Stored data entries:
┄┄┄┄┄┄┄┄┄┄

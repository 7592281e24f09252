use crate::autograd::graph;
use crate::value::Value;

impl<'g> Value<'g> {
    /// Populates `grad` on every node this value depends on.
    ///
    /// The gradient of `self` is set to 1 and the chain rule is applied in reverse
    /// topological order. Gradients add up across calls; use
    /// [`zero_grad`](Self::zero_grad) or [`Graph::zero_grad`](crate::Graph::zero_grad)
    /// between passes.
    pub fn backward(&self) {
        self.ensure_live();
        graph::backward(self.graph, self.id);
    }

    /// Resets this node's gradient to 0.
    pub fn zero_grad(&self) {
        self.node_mut().grad = 0.0;
    }

    /// Every ancestor of this node (itself included), operands before consumers.
    pub fn topological_order(&self) -> Vec<Value<'g>> {
        self.ensure_live();
        graph::topological_order(self.graph, self.id)
            .into_iter()
            .map(|id| Value::from_id(self.graph, id))
            .collect()
    }
}
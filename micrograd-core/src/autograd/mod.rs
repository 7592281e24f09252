pub mod backward_op;
pub mod grad_check;
pub(crate) mod graph;

pub use backward_op::BackwardOp;
pub use grad_check::{check_grad, GradCheckError};
use crate::arena::Graph;
use crate::autograd::check_grad;
use crate::ops::activation::exp_op;
use approx::assert_relative_eq;

#[test]
fn test_exp_forward_backward() {
    let g = Graph::new();
    let a = g.value(1.0);
    let e = exp_op(a);
    assert_relative_eq!(e.data(), std::f64::consts::E);
    e.backward();
    assert_relative_eq!(a.grad(), std::f64::consts::E);
}

#[test]
fn test_exp_operand_with_two_consumers() {
    // a feeds both exp(a) and 3*a: the exp rule must add to, not overwrite,
    // the contribution coming from the other consumer.
    let g = Graph::new();
    let a = g.value(0.5);
    let y = exp_op(a) + a * 3.0;
    y.backward();
    assert_relative_eq!(a.grad(), 0.5_f64.exp() + 3.0, epsilon = 1e-12);
}

#[test]
fn test_exp_backward_grad_check() {
    let result = check_grad(&[-0.3], |xs| Ok(exp_op(xs[0] * xs[0])), 1e-6, 1e-7, 1e-5);
    assert!(result.is_ok(), "Exp grad check failed: {:?}", result.err());
}
//! A scalar reverse-mode automatic differentiation engine, and a small
//! multilayer perceptron built on it.
//!
//! Expressions over [`Value`]s record a computation graph in a [`Graph`] arena.
//! Calling [`Value::backward`] fills in the gradient of every ancestor.
//!
//! ```
//! use micrograd_core::Graph;
//!
//! let g = Graph::new();
//! let x = g.labeled(-4.0, "x");
//! let z = 2.0 * x + 2.0 + x;
//! let q = z.relu() + z * x;
//! let h = (z * z).relu();
//! let y = h + q + q * x;
//! y.backward();
//! assert_eq!(y.data(), -20.0);
//! assert_eq!(x.grad(), 46.0);
//! ```

pub mod arena;
pub mod autograd;
pub mod error;
pub mod node;
pub mod ops;
pub mod value;

pub mod model;
pub mod nn;
pub mod optim;
pub mod utils;

pub use arena::{Checkpoint, Graph};
pub use error::MicrogradError;
pub use node::NodeId;
pub use value::{Exponent, IntoValue, Value};
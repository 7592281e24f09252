pub mod mse;

pub use mse::{mse_loss, MSELoss, Reduction};
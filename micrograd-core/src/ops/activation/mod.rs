pub mod exp;
pub mod relu;
pub mod tanh;

pub use exp::exp_op;
pub use relu::relu_op;
pub use tanh::tanh_op;
use crate::autograd::BackwardOp;
use crate::ops::record;
use crate::value::Value;

/// `e ** a`. The local derivative is the output itself.
pub fn exp_op(a: Value<'_>) -> Value<'_> {
    record(a.graph, a.data().exp(), BackwardOp::Exp(a.id))
}

#[cfg(test)]
#[path = "exp_test.rs"]
mod tests;
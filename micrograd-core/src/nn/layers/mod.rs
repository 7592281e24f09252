pub mod layer;
pub mod neuron;

pub use layer::Layer;
pub use neuron::{Activation, Neuron};
// micrograd-core/src/ops/arithmetic/mul.rs

use crate::autograd::BackwardOp;
use crate::ops::{check_same_graph, record};
use crate::value::Value;

/// Multiplies two values. Each operand's gradient is scaled by the other operand.
pub fn mul_op<'g>(a: Value<'g>, b: Value<'g>) -> Value<'g> {
    check_same_graph(&a, &b, "mul");
    record(a.graph, a.data() * b.data(), BackwardOp::Mul(a.id, b.id))
}

#[cfg(test)]
#[path = "mul_test.rs"]
mod tests;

┄┄┄┄┄┄┄┄┄┄

> **Required work**
Find and copy each line above that includes the string "relu".

> **Exercise answer**
//! let q = z.relu() + z * x;
//! let h = (z * z).relu();
pub mod relu;
pub use relu::relu_op;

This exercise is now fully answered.